*** Opening Supplied data ***
//! Unix Domain Socket Transport
//!
//! Local IPC listener and connector. A stale socket file left by a crashed
//! process is removed before binding; the file is removed again on drop.

use super::with_timeout;
use crate::{Result, TransportError};
use std::path::{Path, PathBuf};
use std::time::Duration;
use tokio::net::{UnixListener, UnixStream};
use tracing::{debug, info, warn};

/// Bound Unix socket that cleans up its file
#[derive(Debug)]
pub struct UnixSocketListener {
    listener: UnixListener,
    path: PathBuf,
    cleanup_on_drop: bool,
}

impl UnixSocketListener {
    /// Bind to a Unix socket path
    pub fn bind(path: &Path) -> Result<Self> {
        // Remove existing socket file if it exists
        if path.exists() {
            std::fs::remove_file(path).map_err(|e| {
                TransportError::communication_with_source("Failed to remove existing socket", e)
            })?;
        }

        // Create parent directory if needed
        if let Some(parent) = path.parent().filter(|p| !p.as_os_str().is_empty()) {
            std::fs::create_dir_all(parent).map_err(|e| {
                TransportError::communication_with_source("Failed to create socket directory", e)
            })?;
        }

        let listener = UnixListener::bind(path).map_err(|e| {
            TransportError::communication_with_source("Failed to bind Unix socket", e)
        })?;

        info!("Unix socket listening on: {:?}", path);
        Ok(Self {
            listener,
            path: path.to_path_buf(),
            cleanup_on_drop: true,
        })
    }

    pub fn path(&self) -> &Path {
        &self.path
    }

    /// Accept incoming connections
    pub async fn accept(&self) -> Result<UnixStream> {
        let (stream, _) = self.listener.accept().await.map_err(|e| {
            TransportError::communication_with_source("Failed to accept connection", e)
        })?;

        debug!("Accepted Unix socket connection");
        Ok(stream)
    }
}

impl Drop for UnixSocketListener {
    fn drop(&mut self) {
        if self.cleanup_on_drop && self.path.exists() {
            if let Err(e) = std::fs::remove_file(&self.path) {
                warn!("Failed to remove socket file {:?}: {}", self.path, e);
            }
        }
    }
}

/// Connect to a Unix socket server
pub async fn connect(path: &Path, timeout: Option<Duration>) -> Result<UnixStream> {
    let stream = with_timeout("Unix connect", timeout, async {
        UnixStream::connect(path).await.map_err(|e| {
            TransportError::communication_with_source(
                format!("Failed to connect to Unix socket: {:?}", path),
                e,
            )
        })
    })
    .await?;

    debug!("Connected to Unix socket: {:?}", path);
    Ok(stream)
}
*** Closing Supplied data ***
■ The task ■
An identical copy of the entries above is the expected result.

■ Result ■
//! Unix Domain Socket Transport
//!
//! Local IPC listener and connector. A stale socket file left by a crashed
//! process is removed before binding; the file is removed again on drop.

use super::with_timeout;
use crate::{Result, TransportError};
use std::path::{Path, PathBuf};
use std::time::Duration;
use tokio::net::{UnixListener, UnixStream};
use tracing::{debug, info, warn};

/// Bound Unix socket that cleans up its file
#[derive(Debug)]
pub struct UnixSocketListener {
    listener: UnixListener,
    path: PathBuf,
    cleanup_on_drop: bool,
}

impl UnixSocketListener {
    /// Bind to a Unix socket path
    pub fn bind(path: &Path) -> Result<Self> {
        // Remove existing socket file if it exists
        if path.exists() {
            std::fs::remove_file(path).map_err(|e| {
                TransportError::communication_with_source("Failed to remove existing socket", e)
            })?;
        }

        // Create parent directory if needed
        if let Some(parent) = path.parent().filter(|p| !p.as_os_str().is_empty()) {
            std::fs::create_dir_all(parent).map_err(|e| {
                TransportError::communication_with_source("Failed to create socket directory", e)
            })?;
        }

        let listener = UnixListener::bind(path).map_err(|e| {
            TransportError::communication_with_source("Failed to bind Unix socket", e)
        })?;

        info!("Unix socket listening on: {:?}", path);
        Ok(Self {
            listener,
            path: path.to_path_buf(),
            cleanup_on_drop: true,
        })
    }

    pub fn path(&self) -> &Path {
        &self.path
    }

    /// Accept incoming connections
    pub async fn accept(&self) -> Result<UnixStream> {
        let (stream, _) = self.listener.accept().await.map_err(|e| {
            TransportError::communication_with_source("Failed to accept connection", e)
        })?;

        debug!("Accepted Unix socket connection");
        Ok(stream)
    }
}

impl Drop for UnixSocketListener {
    fn drop(&mut self) {
        if self.cleanup_on_drop && self.path.exists() {
            if let Err(e) = std::fs::remove_file(&self.path) {
                warn!("Failed to remove socket file {:?}: {}", self.path, e);
            }
        }
    }
}

/// Connect to a Unix socket server
pub async fn connect(path: &Path, timeout: Option<Duration>) -> Result<UnixStream> {
    let stream = with_timeout("Unix connect", timeout, async {
        UnixStream::connect(path).await.map_err(|e| {
            TransportError::communication_with_source(
                format!("Failed to connect to Unix socket: {:?}", path),
                e,
            )
        })
    })
    .await?;

    debug!("Connected to Unix socket: {:?}", path);
    Ok(stream)
}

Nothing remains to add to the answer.